Portable auto-vectorizable n-body benchmark
C Cuda Makefile Other
Latest commit 9864c12 Dec 17, 2016 @tycho implement support for GCC target_clones attribute
Currently disabled until some GCC bugs are fixed, but the infrastructure
is now implemented.

Signed-off-by: Steven Noonan <steven@uplinklabs.net>

README.md

n-body

Build status

This is a fast and portable implementation of an n-body simulation. It can optionally take advantage of compiler-provided auto-vectorization for single-thread throughput as well as OpenMP for parallelism, and even has support for CUDA.

About

There are multiple different algorithms included, with varying levels of performance. They are divided into two basic designs: SOA (Structure-of-Arrays) and AOS (Array-of-Structures). An excellent explanation of the difference between the two can be found here.

There's a key tradeoff between the two: compilers have a much less difficult time auto-vectorizing the SOA implementations, but the AOS implementations are easier to read and write. It's not uncommon to see AOS algorithms applied in real-world applications (consider, for example, how most object-oriented programs are constructed).

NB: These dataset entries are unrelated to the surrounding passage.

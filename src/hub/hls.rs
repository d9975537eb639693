//! HLS muxer boundary
//!
//! Segment writing lives outside this crate. The group drives the muxer
//! lifecycle: created and started when a publisher attaches, fed one raw
//! message per broadcast, disposed when the publisher leaves.

use crate::protocol::message::MessageHeader;

/// One muxer instance bound to a single stream
pub trait HlsMuxer: Send {
    /// Called once before the first `feed`
    fn start(&mut self);

    /// Consume one message; the muxer copies what it keeps
    fn feed(&mut self, header: &MessageHeader, payload: &[u8]);

    /// Flush and release; no calls follow
    fn dispose(&mut self);
}

/// Creates muxers on publisher attach
pub trait HlsMuxerFactory: Send + Sync {
    fn create(&self, stream_name: &str) -> Box<dyn HlsMuxer>;
}
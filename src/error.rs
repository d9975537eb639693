//! Crate error types
//!
//! A single crate-level `Error` plus focused sub-enums for the areas that
//! can fail independently (chunk protocol, SDP parsing). Fatal session
//! errors surface to the session owner; the hub never aborts the process.

use thiserror::Error;

/// Result alias used throughout the crate
pub type Result<T> = std::result::Result<T, Error>;

/// Top-level error type
#[derive(Debug, Error)]
pub enum Error {
    /// I/O error from the underlying transport
    #[error("I/O error: {0}")]
    Io(#[from] std::io::Error),

    /// Chunk protocol violation
    #[error(transparent)]
    Protocol(#[from] ProtocolError),

    /// SDP parse failure
    #[error(transparent)]
    Sdp(#[from] SdpError),
}

/// Structural violations of the chunk-message protocol
///
/// These are session-fatal: the composer is not retryable after
/// returning one of them.
#[derive(Debug, Error)]
pub enum ProtocolError {
    /// Accumulated payload exceeded the length declared in the header
    #[error("message payload overrun: accumulated {accumulated} bytes, header declares {declared}")]
    LengthOverrun { accumulated: u32, declared: u32 },

    /// A protocol control message body was too short to decode
    #[error("control message type {type_id} too short: {len} bytes")]
    ControlTooShort { type_id: u8, len: usize },
}

/// SDP parse errors, referencing the offending input
#[derive(Debug, Error)]
pub enum SdpError {
    /// A line did not match the expected `k=v` shape
    #[error("malformed SDP line: {0:?}")]
    MalformedLine(String),

    /// An attribute was structurally invalid
    #[error("malformed SDP attribute: {0:?}")]
    MalformedAttribute(String),

    /// A required key was absent
    #[error("missing SDP key: {0}")]
    MissingKey(&'static str),

    /// A numeric field failed to parse
    #[error("invalid number in SDP: {0:?}")]
    InvalidNumber(String),

    /// Base64 payload (sprop-parameter-sets) failed to decode
    #[error("base64 decode failed: {0}")]
    Base64(#[from] base64::DecodeError),
}
//! Group configuration

/// Configuration shared by every group of one server instance
#[derive(Debug, Clone)]
pub struct GroupConfig {
    /// Enable the native RTMP egress
    pub rtmp_enabled: bool,

    /// GOP ring size of the RTMP cache; 0 disables frame caching, a
    /// negative value means "as many as memory allows" and is clamped
    /// internally
    pub rtmp_gop_num: i32,

    /// Enable the HTTP-FLV egress
    pub httpflv_enabled: bool,

    /// GOP ring size of the HTTP-FLV cache
    pub httpflv_gop_num: i32,

    /// Enable HLS muxing (requires a muxer factory on the group)
    pub hls_enabled: bool,

    /// Enable pulling the stream from an upstream peer when subscribers
    /// arrive before a publisher
    pub relay_pull_enabled: bool,

    /// Upstream host[:port] to pull from
    pub relay_pull_addr: String,

    /// Enable pushing the stream to downstream peers
    pub relay_push_enabled: bool,

    /// Downstream host[:port] list to push to
    pub relay_push_addr_list: Vec<String>,

    /// Connect timeout of one push attempt, milliseconds
    pub relay_push_connect_timeout_ms: u64,

    /// Total timeout of one push attempt, milliseconds
    pub relay_push_timeout_ms: u64,

    /// Per-write timeout for pushed audio/video, milliseconds
    pub relay_push_write_av_timeout_ms: u64,
}

impl Default for GroupConfig {
    fn default() -> Self {
        Self {
            rtmp_enabled: true,
            rtmp_gop_num: 2,
            httpflv_enabled: true,
            httpflv_gop_num: 2,
            hls_enabled: false,
            relay_pull_enabled: false,
            relay_pull_addr: String::new(),
            relay_push_enabled: false,
            relay_push_addr_list: Vec::new(),
            relay_push_connect_timeout_ms: 5000,
            relay_push_timeout_ms: 10000,
            relay_push_write_av_timeout_ms: 10000,
        }
    }
}

impl GroupConfig {
    /// Set both GOP ring sizes at once
    pub fn gop_num(mut self, n: i32) -> Self {
        self.rtmp_gop_num = n;
        self.httpflv_gop_num = n;
        self
    }

    /// Enable HLS output
    pub fn enable_hls(mut self) -> Self {
        self.hls_enabled = true;
        self
    }

    /// Enable relay pull from the given upstream address
    pub fn relay_pull(mut self, addr: impl Into<String>) -> Self {
        self.relay_pull_enabled = true;
        self.relay_pull_addr = addr.into();
        self
    }

    /// Enable relay push to the given downstream addresses
    pub fn relay_push(mut self, addrs: Vec<String>) -> Self {
        self.relay_push_enabled = true;
        self.relay_push_addr_list = addrs;
        self
    }
}
//! Chunk stream encoder
//!
//! Slices an outgoing message into a fmt-0 chunk followed by fmt-3
//! continuations. When the absolute timestamp does not fit the 24-bit
//! field, the 4-byte extended timestamp is written after every chunk
//! header of the message, continuations included, matching what
//! real-world decoders expect.

use bytes::{BufMut, Bytes, BytesMut};

use super::constants::MAX_TIMESTAMP_IN_HEADER;
use super::message::MessageHeader;

/// Encode a whole message as chunk-stream bytes
pub fn message_to_chunks(header: &MessageHeader, payload: &[u8], chunk_size: u32) -> Bytes {
    let chunk_size = chunk_size as usize;
    let needs_ext = header.timestamp_abs >= MAX_TIMESTAMP_IN_HEADER;
    let num_chunks = payload.len().div_ceil(chunk_size).max(1);

    let mut buf = BytesMut::with_capacity(payload.len() + num_chunks * 18);

    let mut offset = 0;
    let mut first = true;
    loop {
        if first {
            put_basic_header(&mut buf, 0, header.csid);
            // 11-byte message header
            if needs_ext {
                put_u24(&mut buf, MAX_TIMESTAMP_IN_HEADER);
            } else {
                put_u24(&mut buf, header.timestamp_abs);
            }
            put_u24(&mut buf, payload.len() as u32);
            buf.put_u8(header.msg_type_id);
            buf.put_u32_le(header.msg_stream_id as u32);
        } else {
            put_basic_header(&mut buf, 3, header.csid);
        }
        if needs_ext {
            buf.put_u32(header.timestamp_abs);
        }

        let end = (offset + chunk_size).min(payload.len());
        buf.put_slice(&payload[offset..end]);
        offset = end;
        first = false;

        if offset >= payload.len() {
            break;
        }
    }

    buf.freeze()
}

fn put_basic_header(buf: &mut BytesMut, fmt: u8, csid: u32) {
    match csid {
        0..=63 => buf.put_u8((fmt << 6) | csid as u8),
        64..=319 => {
            buf.put_u8(fmt << 6);
            buf.put_u8((csid - 64) as u8);
        }
        _ => {
            buf.put_u8((fmt << 6) | 1);
            let rest = csid - 64;
            buf.put_u8((rest % 256) as u8);
            buf.put_u8((rest / 256) as u8);
        }
    }
}

fn put_u24(buf: &mut BytesMut, val: u32) {
    buf.put_u8((val >> 16) as u8);
    buf.put_u8((val >> 8) as u8);
    buf.put_u8(val as u8);
}
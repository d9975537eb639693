//! Media handling
//!
//! This module provides:
//! - FLV classification of audio/video message payloads and FLV tag
//!   serialization for the HTTP-FLV egress
//! - GOP caching for late-joiner support

pub mod flv;
pub mod gop;

pub use flv::{AudioFormat, VideoCodec, VideoFrameType};
pub use gop::GopCache;
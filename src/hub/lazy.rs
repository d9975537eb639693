//! Lazy per-broadcast renderers
//!
//! A broadcast touches many subscribers but each egress form should be
//! rendered at most once. Both wrappers render on first `get()` and hand
//! out the same reference-counted buffer afterwards; nobody may mutate
//! the bytes once rendered.

use bytes::Bytes;

use crate::media::flv;
use crate::protocol::constants::LOCAL_CHUNK_SIZE;
use crate::protocol::divider::message_to_chunks;
use crate::protocol::message::MessageHeader;

/// Chunk-stream rendering of one outbound message, computed on demand
pub struct LazyChunkDivider<'a> {
    header: &'a MessageHeader,
    payload: &'a [u8],
    cached: Option<Bytes>,
}

impl<'a> LazyChunkDivider<'a> {
    pub fn new(header: &'a MessageHeader, payload: &'a [u8]) -> Self {
        Self {
            header,
            payload,
            cached: None,
        }
    }

    pub fn get(&mut self) -> Bytes {
        self.cached
            .get_or_insert_with(|| {
                message_to_chunks(self.header, self.payload, LOCAL_CHUNK_SIZE)
            })
            .clone()
    }
}

/// FLV tag rendering of one inbound message, computed on demand
pub struct LazyFlvTag<'a> {
    msg_type_id: u8,
    timestamp_abs: u32,
    payload: &'a [u8],
    cached: Option<Bytes>,
}

impl<'a> LazyFlvTag<'a> {
    pub fn new(msg_type_id: u8, timestamp_abs: u32, payload: &'a [u8]) -> Self {
        Self {
            msg_type_id,
            timestamp_abs,
            payload,
            cached: None,
        }
    }

    pub fn get(&mut self) -> Bytes {
        self.cached
            .get_or_insert_with(|| flv::pack_tag(self.msg_type_id, self.timestamp_abs, self.payload))
            .clone()
    }
}
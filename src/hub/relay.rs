//! Relay boundary traits
//!
//! The hub decides *when* to pull from an origin or push to an edge;
//! the transport layer decides *how*. A `RelayDialer` implementation
//! performs the wire-level connect/handshake and returns a live session
//! handle whose done signal fires when the connection ends.

use std::sync::Arc;

use async_trait::async_trait;

use crate::error::Result;
use crate::protocol::message::MessageHeader;

use super::session::MediaSession;

/// Capability a media source calls into for every complete message
///
/// The group implements this; publisher and pull sessions hold it as a
/// weak back-reference. The group owns the session, never the other
/// way around.
pub trait MessageObserver: Send + Sync {
    /// Called synchronously per reassembled message. The payload buffer
    /// is only valid for the duration of the call.
    fn on_read(&self, header: &MessageHeader, payload: &[u8]);
}

/// Timeouts applied to one relay-push attempt
#[derive(Debug, Clone, Copy)]
pub struct PushTimeouts {
    pub connect_timeout_ms: u64,
    pub push_timeout_ms: u64,
    pub write_av_timeout_ms: u64,
}

/// Wire-level connector for relay sessions
#[async_trait]
pub trait RelayDialer: Send + Sync {
    /// Connect to `url` and start pulling; every received message is
    /// delivered to the observer until the session ends
    async fn dial_pull(
        &self,
        url: &str,
        observer: Arc<dyn MessageObserver>,
    ) -> Result<Arc<MediaSession>>;

    /// Connect to `url` and start pushing; the caller feeds the returned
    /// session's write queue
    async fn dial_push(&self, url: &str, timeouts: PushTimeouts) -> Result<Arc<MediaSession>>;
}
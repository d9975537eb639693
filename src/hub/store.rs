//! Group store
//!
//! Maps app/stream pairs to their fan-out groups and drives periodic
//! maintenance: every tick, totally-empty groups are disposed and
//! removed, and the survivors get their relay retry pass.

use std::collections::HashMap;
use std::sync::Arc;

use parking_lot::Mutex;

use super::config::GroupConfig;
use super::group::Group;
use super::hls::HlsMuxerFactory;
use super::relay::RelayDialer;

/// Unique identifier for a stream (app + stream name)
#[derive(Debug, Clone, PartialEq, Eq, Hash)]
pub struct StreamKey {
    /// Application name (e.g., "live")
    pub app: String,
    /// Stream name
    pub name: String,
}

impl StreamKey {
    pub fn new(app: impl Into<String>, name: impl Into<String>) -> Self {
        Self {
            app: app.into(),
            name: name.into(),
        }
    }
}

impl std::fmt::Display for StreamKey {
    fn fmt(&self, f: &mut std::fmt::Formatter<'_>) -> std::fmt::Result {
        write!(f, "{}/{}", self.app, self.name)
    }
}

/// All live groups of one server instance
pub struct GroupStore {
    config: GroupConfig,
    dialer: Option<Arc<dyn RelayDialer>>,
    hls_factory: Option<Arc<dyn HlsMuxerFactory>>,
    groups: Mutex<HashMap<StreamKey, Arc<Group>>>,
}

impl GroupStore {
    pub fn new(
        config: GroupConfig,
        dialer: Option<Arc<dyn RelayDialer>>,
        hls_factory: Option<Arc<dyn HlsMuxerFactory>>,
    ) -> Self {
        Self {
            config,
            dialer,
            hls_factory,
            groups: Mutex::new(HashMap::new()),
        }
    }

    /// Fetch the group for a stream, creating it on first sight
    pub fn get_or_create(&self, key: &StreamKey) -> Arc<Group> {
        let mut groups = self.groups.lock();
        if let Some(group) = groups.get(key) {
            return Arc::clone(group);
        }
        let group = Group::new(
            key.app.clone(),
            key.name.clone(),
            self.config.clone(),
            self.dialer.clone(),
            self.hls_factory.clone(),
        );
        groups.insert(key.clone(), Arc::clone(&group));
        group
    }

    /// Look up an existing group without creating one
    pub fn get(&self, key: &StreamKey) -> Option<Arc<Group>> {
        self.groups.lock().get(key).map(Arc::clone)
    }

    pub fn group_count(&self) -> usize {
        self.groups.lock().len()
    }

    /// One maintenance pass over every group
    ///
    /// Totally-empty groups are disposed and dropped; the rest get their
    /// relay retries. Call this from a periodic timer task.
    pub fn tick(&self) {
        let mut groups = self.groups.lock();
        groups.retain(|key, group| {
            if group.is_totally_empty() {
                tracing::info!(stream = %key, key = %group.unique_key(), "remove empty group");
                group.dispose();
                false
            } else {
                group.tick();
                true
            }
        });
    }
}

#[cfg(test)]
mod tests {
    use crate::hub::session::{MediaSession, SessionRole};

    use super::*;

    #[tokio::test]
    async fn test_get_or_create_reuses_group() {
        let store = GroupStore::new(GroupConfig::default(), None, None);
        let key = StreamKey::new("live", "stream1");

        let a = store.get_or_create(&key);
        let b = store.get_or_create(&key);
        assert!(Arc::ptr_eq(&a, &b));
        assert_eq!(store.group_count(), 1);

        let other = store.get_or_create(&StreamKey::new("live", "stream2"));
        assert!(!Arc::ptr_eq(&a, &other));
        assert_eq!(store.group_count(), 2);
    }

    #[tokio::test]
    async fn test_get_does_not_create() {
        let store = GroupStore::new(GroupConfig::default(), None, None);
        assert!(store.get(&StreamKey::new("live", "missing")).is_none());
        assert_eq!(store.group_count(), 0);
    }

    #[tokio::test]
    async fn test_tick_removes_empty_groups() {
        let store = GroupStore::new(GroupConfig::default(), None, None);
        let key = StreamKey::new("live", "stream1");

        let group = store.get_or_create(&key);
        let (pub_session, _rx) = MediaSession::new(SessionRole::Pub);
        assert!(group.add_pub_session(pub_session));

        // a group with a publisher survives the pass
        store.tick();
        assert_eq!(store.group_count(), 1);

        group.del_pub_session();
        store.tick();
        assert_eq!(store.group_count(), 0);
    }

    #[test]
    fn test_stream_key_display() {
        let key = StreamKey::new("live", "abc");
        assert_eq!(key.to_string(), "live/abc");
    }
}
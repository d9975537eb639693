//! Session handles shared between the hub and the transport layer
//!
//! The hub never performs I/O. Each session owns a bounded write queue;
//! the transport task drains it. Writes from the hub are fire-and-forget:
//! when the queue overflows the session disposes itself, which the owner
//! observes as a disconnect and reports back via the group's `del_*`.

use std::sync::atomic::{AtomicBool, Ordering};
use std::sync::Arc;

use bytes::Bytes;
use tokio::sync::{mpsc, Notify};

use crate::unique::gen_unique_key;

/// Write queue depth before a subscriber counts as stalled
pub const WRITE_QUEUE_CAPACITY: usize = 512;

/// Role a session plays within a group
#[derive(Debug, Clone, Copy, PartialEq, Eq)]
pub enum SessionRole {
    Pub,
    Sub,
    HttpflvSub,
    Pull,
    Push,
}

impl SessionRole {
    fn key_prefix(&self) -> &'static str {
        match self {
            SessionRole::Pub => "RTMPPUB",
            SessionRole::Sub => "RTMPSUB",
            SessionRole::HttpflvSub => "FLVSUB",
            SessionRole::Pull => "PULL",
            SessionRole::Push => "PUSH",
        }
    }
}

/// Handle to one publisher/subscriber/relay session
///
/// Shared between the transport task that owns the socket and the group
/// that fans data out. `is_fresh` starts true and is cleared by the
/// group once the cached stream state has been flushed to this session.
pub struct MediaSession {
    unique_key: String,
    role: SessionRole,
    tx: mpsc::Sender<Bytes>,
    fresh: AtomicBool,
    disposed: AtomicBool,
    done: Notify,
}

impl MediaSession {
    /// Create a session handle plus the receiving end of its write queue
    pub fn new(role: SessionRole) -> (Arc<Self>, mpsc::Receiver<Bytes>) {
        let (tx, rx) = mpsc::channel(WRITE_QUEUE_CAPACITY);
        let session = Arc::new(Self {
            unique_key: gen_unique_key(role.key_prefix()),
            role,
            tx,
            fresh: AtomicBool::new(true),
            disposed: AtomicBool::new(false),
            done: Notify::new(),
        });
        (session, rx)
    }

    pub fn unique_key(&self) -> &str {
        &self.unique_key
    }

    pub fn role(&self) -> SessionRole {
        self.role
    }

    /// Whether this session still awaits the GOP-cache replay prefix
    pub fn is_fresh(&self) -> bool {
        self.fresh.load(Ordering::Relaxed)
    }

    pub(crate) fn clear_fresh(&self) {
        self.fresh.store(false, Ordering::Relaxed);
    }

    /// Enqueue bytes without blocking
    ///
    /// A full or closed queue disposes the session; the write itself is
    /// silently dropped. Per-write errors are invisible to callers.
    pub fn async_write(&self, data: Bytes) {
        if self.disposed.load(Ordering::Acquire) {
            return;
        }
        if self.tx.try_send(data).is_err() {
            tracing::warn!(
                key = %self.unique_key,
                "session write queue overflow, disposing"
            );
            self.dispose();
        }
    }

    /// Tear the session down; safe to call more than once
    pub fn dispose(&self) {
        if !self.disposed.swap(true, Ordering::AcqRel) {
            tracing::debug!(key = %self.unique_key, "session disposed");
            self.done.notify_waiters();
        }
    }

    pub fn is_disposed(&self) -> bool {
        self.disposed.load(Ordering::Acquire)
    }

    /// Wait until the session is disposed
    pub async fn wait_done(&self) {
        let notified = self.done.notified();
        tokio::pin!(notified);
        notified.as_mut().enable();
        if self.disposed.load(Ordering::Acquire) {
            return;
        }
        notified.await;
    }
}
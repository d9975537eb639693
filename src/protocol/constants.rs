//! Chunk protocol constants
//!
//! Reference: RTMP Specification Sections 5.3, 5.4

/// Initial chunk size both peers start with, until a SetChunkSize arrives
pub const DEFAULT_CHUNK_SIZE: u32 = 128;

/// Chunk size this server announces for its own outgoing chunk streams
pub const LOCAL_CHUNK_SIZE: u32 = 4096;

/// Largest value the 24-bit timestamp field can carry; at or beyond this
/// the 4-byte extended timestamp field is present
pub const MAX_TIMESTAMP_IN_HEADER: u32 = 0xFF_FF_FF;

/// Message type IDs (Section 5.4 / 7.1)
pub const TYPEID_SET_CHUNK_SIZE: u8 = 1;
pub const TYPEID_ABORT: u8 = 2;
pub const TYPEID_ACK: u8 = 3;
pub const TYPEID_USER_CONTROL: u8 = 4;
pub const TYPEID_WIN_ACK_SIZE: u8 = 5;
pub const TYPEID_SET_PEER_BANDWIDTH: u8 = 6;
pub const TYPEID_AUDIO: u8 = 8;
pub const TYPEID_VIDEO: u8 = 9;
pub const TYPEID_DATA_MESSAGE_AMF0: u8 = 18;
pub const TYPEID_COMMAND_MESSAGE_AMF0: u8 = 20;

/// Outgoing chunk stream IDs, one per message class
pub const CSID_PROTOCOL_CONTROL: u32 = 2;
pub const CSID_AMF: u32 = 5;
pub const CSID_AUDIO: u32 = 6;
pub const CSID_VIDEO: u32 = 7;

/// Message stream ID used for all server-originated media
pub const MSID1: i32 = 1;
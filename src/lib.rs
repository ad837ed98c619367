pub mod batch;
pub mod config;
pub mod error;
pub mod grid;
pub mod leak;
pub mod loader;
pub mod logging;
pub mod material;
pub mod report;
pub mod stability;

pub use error::{AnalysisError, ErrorKind};
pub use grid::{Cell, Grid};
pub use leak::{flood_fill, flood_size, FloodStats};
pub use material::{TerrainLevel, WallMaterial};
pub use stability::{count_unstable, count_unstable_weakest};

Most of the code is plain C, with some added pragmas to provide compilers with appropriate hints to vectorize/parallelize the code properly.

Building

The simplest way to build n-body is to clone the repository and simply run:

$ make

But there are a few options you can use to customize the build as you see fit. OpenMP and CUDA are enabled automatically if the build system detects your system supports them, but you can disable one or both of them with some command line options:

$ make NO_CUDA=1 NO_OPENMP=1

The intrinsics-based implementation can also be disabled with:

$ make NO_SIMD=1

You can select your compiler by specifying it on the command line as well:

$ make CC="clang"

And you can choose specific optimization flags if the defaults don't suit your needs:

$ make CFOPTIMIZE="-09 -march=s6000 -funroll-every-loop -mrice -omg-optimized"

Example Runs

Here's an example run of the included compare-compilers script in the scripts/ directory. Note that the arguments passed to compare-compilers are the same ones you can put on the nbody command-line.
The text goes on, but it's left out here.